Technical information
- ERP: 250 watts
- Transmitter coordinates: 40°57′39″N 73°55′23.00″W﻿ / ﻿40.96083°N 73.9230556°W (NAD27)

Links
- Website: www.wa2xmn.ar88.net

= WA2XMN =

Experimental FM radio station in Alpine, New Jersey

WA2XMN is an experimental FM radio station which broadcasts sporadically from the Armstrong Tower in Alpine, New Jersey. The station commemorates the pioneering broadcasts of the world's first FM radio station, W2XMN, built by Edwin Howard Armstrong, which began experimental broadcasts from this tower in June 1938 followed by full power broadcasting beginning on July 18, 1939. Armstrong's station signed off as KE2XCC on March 6, 1954.

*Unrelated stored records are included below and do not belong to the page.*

//! Structural validation of untrusted puzzle JSON.
//!
//! DESIGN
//! ======
//! This is the single gate between decoded link data and the rest of the
//! crate. It walks a `serde_json::Value` and either produces a complete
//! [`PuzzleDocument`] or rejects it; there are no partial documents and no
//! coercion (`"4"` is not a number, `null` is not an absent title, `4.0` is
//! not an integer). Unknown extra keys are ignored.
//!
//! The version tag is checked before anything else so that a future `v: 2`
//! document is reported as unsupported rather than as a shape mismatch.
//!
//! Word uniqueness is a creation-time rule (see [`crate::form`]) and is not
//! re-checked here. Color distinctness is, because colors identify groups.

#[cfg(test)]
#[path = "schema_test.rs"]
mod schema_test;

use serde_json::{Map, Value};

use crate::consts::{GROUP_COUNT, GROUP_SIZE, MAX_MISTAKES, MIN_MISTAKES};
use crate::puzzle::{Group, GroupColor, PuzzleDocument, Settings, Version};

/// Why a value failed validation. Paths use `groups[1].words[3]` notation.
#[derive(Debug, Clone, PartialEq, Eq, thiserror::Error)]
pub enum SchemaError {
    #[error("unsupported document version: {0}")]
    UnsupportedVersion(String),
    #[error("missing field `{0}`")]
    MissingField(String),
    #[error("`{path}` must be {expected}")]
    WrongType { path: String, expected: &'static str },
    #[error("`{path}` must have exactly {expected} entries, found {found}")]
    WrongLength { path: String, expected: usize, found: usize },
    #[error("`{path}` is out of range: {value}")]
    OutOfRange { path: String, value: String },
    #[error("`{path}` is not a known color: {value}")]
    UnknownColor { path: String, value: String },
    #[error("color `{0}` is used by more than one group")]
    DuplicateColor(GroupColor),
    #[error("`{0}` must not be empty")]
    EmptyWord(String),
}

/// Validate a decoded JSON value as a version-1 puzzle document.
///
/// # Errors
///
/// Returns the first [`SchemaError`] encountered, walking fields in document
/// order after the version check.
pub fn validate(raw: &Value) -> Result<PuzzleDocument, SchemaError> {
    let root = object(raw, "$")?;

    let version = parse_version(required(root, "v", "v")?)?;
    let title = optional_string(root, "title", "title")?;
    let groups = parse_groups(required(root, "groups", "groups")?)?;
    let settings = parse_settings(required(root, "settings", "settings")?)?;

    Ok(PuzzleDocument { version, title, groups, settings })
}

fn parse_version(value: &Value) -> Result<Version, SchemaError> {
    value
        .as_u64()
        .and_then(Version::from_number)
        .ok_or_else(|| SchemaError::UnsupportedVersion(value.to_string()))
}

fn parse_groups(value: &Value) -> Result<[Group; GROUP_COUNT], SchemaError> {
    let items = array(value, "groups", GROUP_COUNT)?;

    let mut groups = Vec::with_capacity(GROUP_COUNT);
    for (index, item) in items.iter().enumerate() {
        let group = parse_group(item, &format!("groups[{index}]"))?;
        if groups.iter().any(|seen: &Group| seen.color == group.color) {
            return Err(SchemaError::DuplicateColor(group.color));
        }
        groups.push(group);
    }

    groups.try_into().map_err(|rest: Vec<Group>| SchemaError::WrongLength {
        path: "groups".into(),
        expected: GROUP_COUNT,
        found: rest.len(),
    })
}

fn parse_group(value: &Value, path: &str) -> Result<Group, SchemaError> {
    let fields = object(value, path)?;

    let name = optional_string(fields, "name", &format!("{path}.name"))?;

    let color_path = format!("{path}.color");
    let raw_color = string(required(fields, "color", &color_path)?, &color_path)?;
    let color = GroupColor::parse(raw_color).ok_or_else(|| SchemaError::UnknownColor {
        path: color_path.clone(),
        value: raw_color.to_owned(),
    })?;

    let words_path = format!("{path}.words");
    let items = array(required(fields, "words", &words_path)?, &words_path, GROUP_SIZE)?;
    let mut words = Vec::with_capacity(GROUP_SIZE);
    for (index, item) in items.iter().enumerate() {
        let word_path = format!("{words_path}[{index}]");
        let word = string(item, &word_path)?;
        if word.is_empty() {
            return Err(SchemaError::EmptyWord(word_path));
        }
        words.push(word.to_owned());
    }
    let words = words.try_into().map_err(|rest: Vec<String>| SchemaError::WrongLength {
        path: words_path,
        expected: GROUP_SIZE,
        found: rest.len(),
    })?;

    Ok(Group { name, color, words })
}

fn parse_settings(value: &Value) -> Result<Settings, SchemaError> {
    let fields = object(value, "settings")?;

    let shuffle_path = "settings.shuffleOnLoad";
    let shuffle_on_load = required(fields, "shuffleOnLoad", shuffle_path)?
        .as_bool()
        .ok_or_else(|| wrong_type(shuffle_path, "a boolean"))?;

    let mistakes_path = "settings.maxMistakes";
    let raw = required(fields, "maxMistakes", mistakes_path)?;
    let number = raw.as_i64().ok_or_else(|| {
        if raw.is_u64() { out_of_range(mistakes_path, raw) } else { wrong_type(mistakes_path, "an integer") }
    })?;
    if !(i64::from(MIN_MISTAKES)..=i64::from(MAX_MISTAKES)).contains(&number) {
        return Err(out_of_range(mistakes_path, number));
    }
    let max_mistakes = u8::try_from(number).map_err(|_| out_of_range(mistakes_path, number))?;

    Ok(Settings { shuffle_on_load, max_mistakes })
}

// =============================================================================
// VALUE ACCESSORS
// =============================================================================

fn object<'a>(value: &'a Value, path: &str) -> Result<&'a Map<String, Value>, SchemaError> {
    value.as_object().ok_or_else(|| wrong_type(path, "an object"))
}

fn array<'a>(value: &'a Value, path: &str, len: usize) -> Result<&'a [Value], SchemaError> {
    let items = value.as_array().ok_or_else(|| wrong_type(path, "an array"))?;
    if items.len() != len {
        return Err(SchemaError::WrongLength { path: path.to_owned(), expected: len, found: items.len() });
    }
    Ok(items)
}

fn string<'a>(value: &'a Value, path: &str) -> Result<&'a str, SchemaError> {
    value.as_str().ok_or_else(|| wrong_type(path, "a string"))
}

fn required<'a>(fields: &'a Map<String, Value>, key: &str, path: &str) -> Result<&'a Value, SchemaError> {
    fields.get(key).ok_or_else(|| SchemaError::MissingField(path.to_owned()))
}

/// An absent key is `None`; a present key must hold a string (`null` included).
fn optional_string(fields: &Map<String, Value>, key: &str, path: &str) -> Result<Option<String>, SchemaError> {
    fields
        .get(key)
        .map(|value| string(value, path).map(str::to_owned))
        .transpose()
}

fn wrong_type(path: &str, expected: &'static str) -> SchemaError {
    SchemaError::WrongType { path: path.to_owned(), expected }
}

fn out_of_range(path: &str, value: impl ToString) -> SchemaError {
    SchemaError::OutOfRange { path: path.to_owned(), value: value.to_string() }
}
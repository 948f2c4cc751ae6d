//! Typed configuration for link building and play sessions.
//!
//! Everything has a sensible default; hosts override individual fields and
//! call [`Config::validate`] once at startup. There is no environment or file
//! layer: the page address is the only external input, and it arrives through
//! [`ShareConfig::from_page_url`].

#[cfg(test)]
#[path = "config_test.rs"]
mod config_test;

use std::time::Duration;

use crate::consts::{DEFAULT_PAYLOAD_PARAM, DEFAULT_PLAY_ROUTE, TOAST_CLEAR_DELAY};

/// Characters that would break the `route?param=payload` fragment layout.
const RESERVED: [char; 4] = ['#', '?', '&', '='];

#[derive(Debug, Clone, PartialEq, Eq, thiserror::Error)]
pub enum ConfigError {
    #[error("base URL must not contain a fragment: {0}")]
    BaseHasFragment(String),
    #[error("play route must start with '/' and contain no '#', '?', '&' or '=': {0:?}")]
    InvalidRoute(String),
    #[error("payload parameter must be non-empty and contain no '#', '?', '&' or '=': {0:?}")]
    InvalidParam(String),
    #[error("toast clear delay must be greater than zero")]
    ZeroToastDelay,
}

/// Where shareable links point and how the payload is carried.
#[derive(Debug, Clone, PartialEq, Eq)]
pub struct ShareConfig {
    /// Page address without fragment, e.g. `https://example.com/puzzles/`.
    pub base_url: String,
    /// Fragment route of the player page.
    pub route: String,
    /// Query parameter name holding the payload.
    pub param: String,
}

impl Default for ShareConfig {
    fn default() -> Self {
        Self {
            base_url: String::new(),
            route: DEFAULT_PLAY_ROUTE.to_owned(),
            param: DEFAULT_PAYLOAD_PARAM.to_owned(),
        }
    }
}

impl ShareConfig {
    /// Default layout rooted at the current page, with any fragment dropped.
    #[must_use]
    pub fn from_page_url(href: &str) -> Self {
        let base = href.split_once('#').map_or(href, |(base, _)| base);
        Self { base_url: base.trim().to_owned(), ..Self::default() }
    }

    /// Check the fields against the link layout.
    ///
    /// # Errors
    ///
    /// Returns [`ConfigError`] for a base URL with a fragment, a route not
    /// starting with `/`, or an empty parameter name; route and parameter may
    /// not contain `#`, `?`, `&` or `=`.
    pub fn validate(&self) -> Result<(), ConfigError> {
        if self.base_url.contains('#') {
            return Err(ConfigError::BaseHasFragment(self.base_url.clone()));
        }
        if !self.route.starts_with('/') || self.route.contains(RESERVED) {
            return Err(ConfigError::InvalidRoute(self.route.clone()));
        }
        if self.param.is_empty() || self.param.contains(RESERVED) {
            return Err(ConfigError::InvalidParam(self.param.clone()));
        }
        Ok(())
    }
}

/// Top-level configuration.
#[derive(Debug, Clone, PartialEq, Eq)]
pub struct Config {
    pub share: ShareConfig,
    /// How long non-terminal toasts stay up.
    pub toast_clear_delay: Duration,
}

impl Default for Config {
    fn default() -> Self {
        Self { share: ShareConfig::default(), toast_clear_delay: TOAST_CLEAR_DELAY }
    }
}

impl Config {
    /// Defaults rooted at the current page address.
    #[must_use]
    pub fn for_page(href: &str) -> Self {
        Self { share: ShareConfig::from_page_url(href), ..Self::default() }
    }

    /// Override the toast delay.
    #[must_use]
    pub fn with_toast_clear_delay(mut self, delay: Duration) -> Self {
        self.toast_clear_delay = delay;
        self
    }

    /// Validate every section.
    ///
    /// # Errors
    ///
    /// Returns the first [`ConfigError`] found.
    pub fn validate(&self) -> Result<(), ConfigError> {
        self.share.validate()?;
        if self.toast_clear_delay.is_zero() {
            return Err(ConfigError::ZeroToastDelay);
        }
        Ok(())
    }
}
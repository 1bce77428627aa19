//! Query Builder for praxisdb
//!
//! Translates structured filter/sort/pagination/mutation requests into
//! parameterized SQL against the storage engine. The builder only produces
//! `SqlQuery { sql, params }`; it never executes anything, and every
//! malformed request shape (unknown field, having outside the group-by
//! key, cursor not leading the ordering) is rejected here, before any
//! query is issued.

mod aggregate;
mod filter;
mod mutation;
mod select;

pub use aggregate::{AggregateResult, AggregateSpec, GroupBySpec};
pub use filter::{Cond, Filter, Op};
pub use mutation::ConflictAction;
pub use select::{Cursor, FindArgs, NullsOrder, OrderSpec, Projection, SortDir};

use crate::errors::{DalError, Result};
use crate::schema::{EntityDef, ScalarType};
use chrono::{DateTime, Utc};
use serde::{Deserialize, Serialize};
use std::collections::BTreeMap;
use uuid::Uuid;

/// A scalar value flowing through filters, records and rows
#[derive(Debug, Clone, PartialEq, Serialize, Deserialize)]
#[serde(untagged)]
pub enum Value {
    Null,
    Bool(bool),
    Int(i64),
    Float(f64),
    Text(String),
    Uuid(Uuid),
    DateTime(DateTime<Utc>),
}

impl Value {
    pub fn is_null(&self) -> bool {
        matches!(self, Value::Null)
    }

    /// Whether this value can be stored in a column of the given type.
    /// Ints are accepted where floats are expected.
    pub fn fits(&self, ty: ScalarType) -> bool {
        match (self, ty) {
            (Value::Null, _) => true,
            (Value::Bool(_), ScalarType::Bool) => true,
            (Value::Int(_), ScalarType::Int) => true,
            (Value::Int(_), ScalarType::Float) => true,
            (Value::Float(_), ScalarType::Float) => true,
            (Value::Text(_), ScalarType::Text) => true,
            (Value::Uuid(_), ScalarType::Uuid) => true,
            (Value::DateTime(_), ScalarType::DateTime) => true,
            _ => false,
        }
    }

    /// Stable string form usable as a grouping key
    pub(crate) fn as_key(&self) -> Option<String> {
        match self {
            Value::Null => None,
            Value::Bool(b) => Some(b.to_string()),
            Value::Int(i) => Some(i.to_string()),
            Value::Float(f) => Some(f.to_string()),
            Value::Text(s) => Some(s.clone()),
            Value::Uuid(u) => Some(u.to_string()),
            Value::DateTime(dt) => Some(dt.to_rfc3339()),
        }
    }

    pub fn as_str(&self) -> Option<&str> {
        match self {
            Value::Text(s) => Some(s),
            _ => None,
        }
    }

    pub fn as_int(&self) -> Option<i64> {
        match self {
            Value::Int(i) => Some(*i),
            _ => None,
        }
    }

    pub fn as_float(&self) -> Option<f64> {
        match self {
            Value::Float(f) => Some(*f),
            Value::Int(i) => Some(*i as f64),
            _ => None,
        }
    }

    pub fn as_bool(&self) -> Option<bool> {
        match self {
            Value::Bool(b) => Some(*b),
            _ => None,
        }
    }

    pub fn as_uuid(&self) -> Option<Uuid> {
        match self {
            Value::Uuid(u) => Some(*u),
            _ => None,
        }
    }

    pub fn as_datetime(&self) -> Option<DateTime<Utc>> {
        match self {
            Value::DateTime(dt) => Some(*dt),
            _ => None,
        }
    }
}

impl From<bool> for Value {
    fn from(v: bool) -> Self {
        Value::Bool(v)
    }
}

impl From<i64> for Value {
    fn from(v: i64) -> Self {
        Value::Int(v)
    }
}

impl From<i32> for Value {
    fn from(v: i32) -> Self {
        Value::Int(v as i64)
    }
}

impl From<f64> for Value {
    fn from(v: f64) -> Self {
        Value::Float(v)
    }
}

impl From<&str> for Value {
    fn from(v: &str) -> Self {
        Value::Text(v.to_string())
    }
}

impl From<String> for Value {
    fn from(v: String) -> Self {
        Value::Text(v)
    }
}

impl From<Uuid> for Value {
    fn from(v: Uuid) -> Self {
        Value::Uuid(v)
    }
}

impl From<DateTime<Utc>> for Value {
    fn from(v: DateTime<Utc>) -> Self {
        Value::DateTime(v)
    }
}

impl<T: Into<Value>> From<Option<T>> for Value {
    fn from(v: Option<T>) -> Self {
        match v {
            Some(inner) => inner.into(),
            None => Value::Null,
        }
    }
}

/// Field-to-value map used as mutation data and as unique-key filters
#[derive(Debug, Clone, Default, PartialEq, Serialize, Deserialize)]
pub struct Record {
    values: BTreeMap<String, Value>,
}

impl Record {
    pub fn new() -> Self {
        Self::default()
    }

    /// Builder-style setter
    pub fn set(mut self, field: impl Into<String>, value: impl Into<Value>) -> Self {
        self.values.insert(field.into(), value.into());
        self
    }

    pub fn insert(&mut self, field: impl Into<String>, value: impl Into<Value>) {
        self.values.insert(field.into(), value.into());
    }

    pub fn get(&self, field: &str) -> Option<&Value> {
        self.values.get(field)
    }

    pub fn contains(&self, field: &str) -> bool {
        self.values.contains_key(field)
    }

    pub fn fields(&self) -> impl Iterator<Item = &str> {
        self.values.keys().map(|k| k.as_str())
    }

    pub fn iter(&self) -> impl Iterator<Item = (&str, &Value)> {
        self.values.iter().map(|(k, v)| (k.as_str(), v))
    }

    pub fn len(&self) -> usize {
        self.values.len()
    }

    pub fn is_empty(&self) -> bool {
        self.values.is_empty()
    }
}

/// A fully parameterized query plan: SQL text plus positional parameters
#[derive(Debug, Clone, PartialEq)]
pub struct SqlQuery {
    pub sql: String,
    pub params: Vec<Value>,
}

impl SqlQuery {
    pub fn new(sql: impl Into<String>) -> Self {
        Self {
            sql: sql.into(),
            params: Vec::new(),
        }
    }
}

/// Builder producing parameterized SQL for one entity
#[derive(Debug, Clone, Copy)]
pub struct QueryBuilder<'a> {
    entity: &'a EntityDef,
}

impl<'a> QueryBuilder<'a> {
    pub fn new(entity: &'a EntityDef) -> Self {
        Self { entity }
    }

    pub fn entity(&self) -> &'a EntityDef {
        self.entity
    }

    pub(crate) fn quoted(&self, field: &str) -> String {
        format!("\"{}\"", field)
    }

    /// Validate a mutation value against the field it targets
    pub(crate) fn check_value(&self, field: &str, value: &Value) -> Result<()> {
        let def = self.entity.require_field(field)?;
        if value.is_null() && !def.nullable {
            return Err(DalError::validation_field(
                format!("field {} on {} is not nullable", field, self.entity.name),
                field,
            ));
        }
        if !value.fits(def.ty) {
            return Err(DalError::validation_field(
                format!(
                    "value {:?} does not fit {} field {}.{}",
                    value,
                    format!("{:?}", def.ty).to_lowercase(),
                    self.entity.name,
                    field
                ),
                field,
            ));
        }
        Ok(())
    }
}

#[cfg(test)]
mod tests {
    use super::*;
    use crate::schema::registry;

    #[test]
    fn test_value_fits() {
        assert!(Value::Int(3).fits(ScalarType::Float));
        assert!(!Value::Float(3.5).fits(ScalarType::Int));
        assert!(Value::Null.fits(ScalarType::Text));
        assert!(Value::Uuid(Uuid::nil()).fits(ScalarType::Uuid));
    }

    #[test]
    fn test_record_builder() {
        let rec = Record::new()
            .set("first_name", "Ada")
            .set("phone", Option::<String>::None);
        assert_eq!(rec.get("first_name"), Some(&Value::Text("Ada".into())));
        assert_eq!(rec.get("phone"), Some(&Value::Null));
        assert_eq!(rec.len(), 2);
    }

    #[test]
    fn test_check_value_rejects_null_in_required_field() {
        let entity = registry().entity("client").unwrap();
        let qb = QueryBuilder::new(entity);
        assert!(qb.check_value("tax_id", &Value::Null).is_err());
        assert!(qb.check_value("vat_number", &Value::Null).is_ok());
        assert!(qb.check_value("tax_id", &Value::Int(1)).is_err());
        assert!(qb.check_value("no_such_field", &Value::Null).is_err());
    }
}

WA2XMN broadcasts at 42.8 MHz, one of the frequencies used by Armstrong's station on the original 42–50 MHz FM broadcast band. Transmitting from near the top of the 425 ft tall Armstrong Tower, which sits on top of the 500 ft tall Palisades (for a total height of over 900 ft above mean sea level), WA2XMN has a listening range of roughly 60–100 mi. The building at the base of the tower still has the W2XMN call sign engraved above the entrance.

The station signed on using a restored Phasitron transmitter built by Steve Hemphill, with technical assistance from WFDU 89.1, which has broadcast from the tower since its first sign on in 1971. The WA2XMN broadcasts have been simulcast on WFDU's FM signal and internet stream, allowing listeners who lack a VHF receiver that can tune to 42.8 MHz to listen to the broadcasts.

On June 19, 2025, "for the first time in a decade", WA2XMN was operated from the Alpine site, in commemoration of the 90th anniversary of Armstrong's first public demonstration of FM radio.